Because wells drilled in these marginal reservoirs are economically borderline, any additional water production resulting from the completion of these wells jeopardizes the already questionable economics. Consequently, the operators run a much higher economic risk when completing wells in these marginal reservoirs.

This paper describes a case history using a relative permeability modifier (RPM) incorporated into a hydraulic fracture stimulation treatment to reduce excessive water production. By implementing this process, it gives the operator an additional tool to increase the chances of producing formations containing hydrocarbons which had been previously overlooked. Therefore, this process can help reduce the higher economic risk of completing marginal reservoirs. Incorporating this technique into a fracture stimulation treatment resulted in the best producing well in the study area.

Introduction

With the world's demand for additional hydrocarbon production increasing every year, more marginal reservoirs are being explored. These reservoirs were overlooked in the past because of their potential for excessive water production after hydraulic stimulation treatments. Since the beginning of the modern oil and gas industry, water production has been a problem that has plagued operators. It can cost as much, if not more, to produce a barrel of water as it does to produce additional hydrocarbons. Water production can also lead to additional costly problems such as scale, corrosions, production fines, etc. (Dalrymple et al. 1998). Water production, regardless of the reason, can hinder and in some cases result in complete loss of hydrocarbon production. If no action is taken once the water production occurs, the problem typically worsens before it becomes better. The industry has dealt with this by separating the produced water from the hydrocarbons, then disposing of it. There are more regulations each year regarding the handling and disposing of produced water, which continually increases the cost of handling this water.
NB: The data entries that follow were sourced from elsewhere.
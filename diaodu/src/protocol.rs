//! 调度器与传输层之间共享的报文类型。
//! 传输本身（请求响应 + 双向流）由外部协作方实现，这里只定义数据结构，
//! 双向流在进程内用一对 mpsc channel 建模。

use bytes::Bytes;
use serde::{Deserialize, Serialize};
use tokio::sync::mpsc;

/// 报文状态码
#[derive(Debug, Clone, Copy, PartialEq, Eq, Serialize, Deserialize)]
pub enum Code {
    Success,

    /// 客户端还在等分片就绪，不需要调度动作
    ClientWaitPieceReady,

    /// 分片来源 peer 上已经没有这个任务了
    PeerTaskNotFound,

    /// 种子节点上没有这个任务
    SeedTaskNotFound,

    /// 种子节点内部错误
    SeedError,

    /// 种子节点下载失败
    SeedTaskDownloadFail,

    /// 调度器要求 peer 回源下载
    SchedNeedBackSource,

    /// 调度彻底失败，peer 无路可走
    SchedTaskStatusError,
}

/// 主机分类
#[derive(Debug, Clone, Copy, PartialEq, Eq, Default, Serialize, Deserialize)]
pub enum HostType {
    #[default]
    Client,
    SuperSeed,
    StrongSeed,
    WeakSeed,
}

impl HostType {
    pub fn is_seed(&self) -> bool {
        !matches!(self, HostType::Client)
    }
}

/// 上游 peer 的寻址信息
#[derive(Debug, Clone, PartialEq, Eq, Serialize, Deserialize)]
pub struct DestPeer {
    pub ip: String,
    pub rpc_port: u16,
    pub peer_id: String,
}

/// 推送给 peer 的调度包
#[derive(Debug, Clone, Serialize, Deserialize)]
pub struct PeerPacket {
    pub task_id: String,
    pub src_pid: String,
    pub parallel_count: u32,
    pub main_peer: Option<DestPeer>,
    pub steal_peers: Vec<DestPeer>,
    pub code: Code,
}

impl PeerPacket {
    /// 只带状态码的控制包
    pub fn with_code(task_id: &str, src_pid: &str, code: Code) -> Self {
        Self {
            task_id: task_id.to_string(),
            src_pid: src_pid.to_string(),
            parallel_count: 0,
            main_peer: None,
            steal_peers: Vec::new(),
            code,
        }
    }
}

/// 分片元信息
#[derive(Debug, Clone, PartialEq, Eq, Serialize, Deserialize)]
pub struct PieceInfo {
    pub piece_num: u32,
    pub range_start: u64,
    pub range_size: u32,
    pub piece_digest: String,
    pub piece_offset: u64,
}

/// peer 上报的单个分片结果
#[derive(Debug, Clone, Serialize, Deserialize)]
pub struct PieceResult {
    pub task_id: String,

    /// 上报者
    pub src_pid: String,

    /// 分片来源
    pub dst_pid: String,

    pub piece_info: Option<PieceInfo>,

    /// 开始、结束时间戳（毫秒）
    pub begin_time: u64,
    pub end_time: u64,

    pub success: bool,
    pub code: Code,

    /// 上报者已完成的分片数
    pub finished_count: i32,
}

/// peer 上报的整体下载结果
#[derive(Debug, Clone, Serialize, Deserialize)]
pub struct PeerResult {
    pub task_id: String,
    pub peer_id: String,
    pub success: bool,
    pub total_piece_count: i32,
    pub content_length: i64,
}

#[derive(Debug, Clone, Serialize, Deserialize)]
pub struct PeerTarget {
    pub task_id: String,
    pub peer_id: String,
}

/// 注册请求携带的 url 元信息，参与 task id 推导
#[derive(Debug, Clone, Default, PartialEq, Eq, Serialize, Deserialize)]
pub struct UrlMeta {
    /// 内容摘要，优先于 tag 参与 id 推导
    pub digest: String,

    /// 业务标记
    pub tag: String,

    /// Range 请求范围
    pub range: String,

    /// 要从 url 上剔除的 query 参数，& 分隔
    pub filter: String,
}

/// 主机注册信息
#[derive(Debug, Clone, Default, Serialize, Deserialize)]
pub struct HostInfo {
    pub id: String,
    pub ip: String,
    pub rpc_port: u16,
    pub download_port: u16,
    pub host_type: HostType,
    pub idc: String,
    pub location: String,
    pub net_topology: String,
    pub security_domain: String,

    /// 并发上传上限，不传则按主机分类取默认值
    pub upload_limit: Option<u32>,
}

#[derive(Debug, Clone, Serialize, Deserialize)]
pub struct RegisterRequest {
    pub url: String,
    pub url_meta: UrlMeta,
    pub peer_id: String,
    pub peer_host: HostInfo,
}

/// 按内容大小划分的注册档位
#[derive(Debug, Clone, Copy, PartialEq, Eq, Serialize, Deserialize)]
pub enum SizeScope {
    /// 内容直接塞进注册响应
    Tiny,

    /// 单分片，直接告知种子节点地址
    Small,

    /// 正常走分片上报流
    Normal,
}

/// small 档位的单分片引用
#[derive(Debug, Clone, Serialize, Deserialize)]
pub struct SinglePiece {
    pub dst_pid: String,
    pub dst_addr: String,
    pub piece_info: PieceInfo,
}

#[derive(Debug, Clone, Serialize, Deserialize)]
pub struct RegisterResult {
    pub task_id: String,
    pub size_scope: SizeScope,

    /// tiny 档位的文件内容
    pub direct_piece: Option<Bytes>,

    /// small 档位的分片引用
    pub single_piece: Option<SinglePiece>,
}

/// 上报流的服务端视角：收分片结果，推调度包
pub type PieceResultReceiver = mpsc::Receiver<PieceResult>;
pub type PeerPacketSender = mpsc::Sender<PeerPacket>;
Another method used within the industry is squeezing portions of the wellbore with a plugging agent, usually cement, to reduce or stop water production. Care must be taken when using a plugging agent to reduce water production because if the product is not placed in the proper area of the reservoir, it can shut off hydrocarbon production and water production. Also, depending on the product used, depth penetration can be limited to near-wellbore, which sometimes results in a temporary fix.

Anything that can reduce or stop water production benefits the operator and the industry. This paper will describe a process used on hydraulic stimulation treatments of wells that helps reduce the risk of producing excessive water. This process uses a RPM as a spacer introduced at the beginning of a hydraulic stimulation treatment that helps minimize the risk of producing excessive water.